TASK TO COMPLETE | In the records below, some lines contain the word "struct". Copy each of them.

Records from a data collection |
********
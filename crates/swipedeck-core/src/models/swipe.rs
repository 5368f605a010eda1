//! Swipe event model

use serde::{Deserialize, Serialize};
use std::fmt;
use std::str::FromStr;
use uuid::Uuid;

use crate::error::Error;

/// Identifier of the user performing swipes.
///
/// Backend user ids are opaque strings; only surrounding whitespace is
/// normalized away.
#[derive(Debug, Clone, PartialEq, Eq, Hash, PartialOrd, Ord, Serialize, Deserialize)]
pub struct ActorId(String);

impl ActorId {
    /// Create an actor id, rejecting blank values
    pub fn new(raw: impl AsRef<str>) -> crate::Result<Self> {
        let trimmed = raw.as_ref().trim();
        if trimmed.is_empty() {
            return Err(Error::InvalidInput("actor id must not be empty".into()));
        }
        Ok(Self(trimmed.to_string()))
    }

    /// Get the string representation of this ID
    pub fn as_str(&self) -> &str {
        &self.0
    }
}

impl fmt::Display for ActorId {
    fn fmt(&self, f: &mut fmt::Formatter<'_>) -> fmt::Result {
        f.write_str(&self.0)
    }
}

impl FromStr for ActorId {
    type Err = Error;

    fn from_str(s: &str) -> Result<Self, Self::Err> {
        Self::new(s)
    }
}

/// A unique identifier for a swipe target (listing or profile), using UUID v7
#[derive(Debug, Clone, Copy, PartialEq, Eq, Hash, PartialOrd, Ord, Serialize, Deserialize)]
pub struct TargetId(Uuid);

impl TargetId {
    /// Create a new unique target ID using UUID v7
    #[must_use]
    pub fn new() -> Self {
        Self(Uuid::now_v7())
    }

    /// Get the string representation of this ID
    #[must_use]
    pub fn as_str(&self) -> String {
        self.0.to_string()
    }
}

impl Default for TargetId {
    fn default() -> Self {
        Self::new()
    }
}

impl fmt::Display for TargetId {
    fn fmt(&self, f: &mut fmt::Formatter<'_>) -> fmt::Result {
        write!(f, "{}", self.0)
    }
}

impl FromStr for TargetId {
    type Err = uuid::Error;

    fn from_str(s: &str) -> Result<Self, Self::Err> {
        Ok(Self(Uuid::parse_str(s.trim())?))
    }
}

/// What kind of entity a swipe targets
#[derive(Debug, Clone, Copy, PartialEq, Eq, Hash, PartialOrd, Ord, Serialize, Deserialize)]
#[serde(rename_all = "lowercase")]
pub enum TargetKind {
    /// Marketplace listing (property, vehicle, service)
    Listing,
    /// Another user's profile
    Profile,
}

impl TargetKind {
    /// Stable storage representation
    pub const fn as_str(self) -> &'static str {
        match self {
            Self::Listing => "listing",
            Self::Profile => "profile",
        }
    }
}

impl fmt::Display for TargetKind {
    fn fmt(&self, f: &mut fmt::Formatter<'_>) -> fmt::Result {
        f.write_str(self.as_str())
    }
}

impl FromStr for TargetKind {
    type Err = Error;

    fn from_str(s: &str) -> Result<Self, Self::Err> {
        match s.trim().to_ascii_lowercase().as_str() {
            "listing" => Ok(Self::Listing),
            "profile" => Ok(Self::Profile),
            other => Err(Error::InvalidInput(format!("unknown target kind '{other}'"))),
        }
    }
}

/// The decision recorded by a swipe
#[derive(Debug, Clone, Copy, PartialEq, Eq, Hash, PartialOrd, Ord, Serialize, Deserialize)]
#[serde(rename_all = "lowercase")]
pub enum SwipeAction {
    /// Right swipe
    Like,
    /// Left swipe
    Pass,
    /// Seen without a decision
    View,
}

impl SwipeAction {
    /// Stable storage representation
    pub const fn as_str(self) -> &'static str {
        match self {
            Self::Like => "like",
            Self::Pass => "pass",
            Self::View => "view",
        }
    }
}

impl fmt::Display for SwipeAction {
    fn fmt(&self, f: &mut fmt::Formatter<'_>) -> fmt::Result {
        f.write_str(self.as_str())
    }
}

impl FromStr for SwipeAction {
    type Err = Error;

    fn from_str(s: &str) -> Result<Self, Self::Err> {
        match s.trim().to_ascii_lowercase().as_str() {
            "like" | "right" => Ok(Self::Like),
            "pass" | "left" => Ok(Self::Pass),
            "view" => Ok(Self::View),
            other => Err(Error::InvalidInput(format!("unknown swipe action '{other}'"))),
        }
    }
}

/// Latest decision an actor made about a target.
///
/// Stored at most once per `(actor_id, target_id, target_kind)`; a later
/// swipe on the same triple overwrites the earlier one.
#[derive(Debug, Clone, PartialEq, Eq, Serialize, Deserialize)]
pub struct SwipeEvent {
    /// Who swiped
    pub actor_id: ActorId,
    /// What was swiped on
    pub target_id: TargetId,
    /// Listing or profile
    pub target_kind: TargetKind,
    /// The decision
    pub action: SwipeAction,
    /// Write timestamp (Unix ms)
    pub occurred_at: i64,
}

impl SwipeEvent {
    /// Create an event stamped at `occurred_at`
    #[must_use]
    pub const fn new(
        actor_id: ActorId,
        target_id: TargetId,
        target_kind: TargetKind,
        action: SwipeAction,
        occurred_at: i64,
    ) -> Self {
        Self {
            actor_id,
            target_id,
            target_kind,
            action,
            occurred_at,
        }
    }
}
********
ANSWER BOX |
pub struct ActorId(String);
pub struct TargetId(Uuid);
pub struct SwipeEvent {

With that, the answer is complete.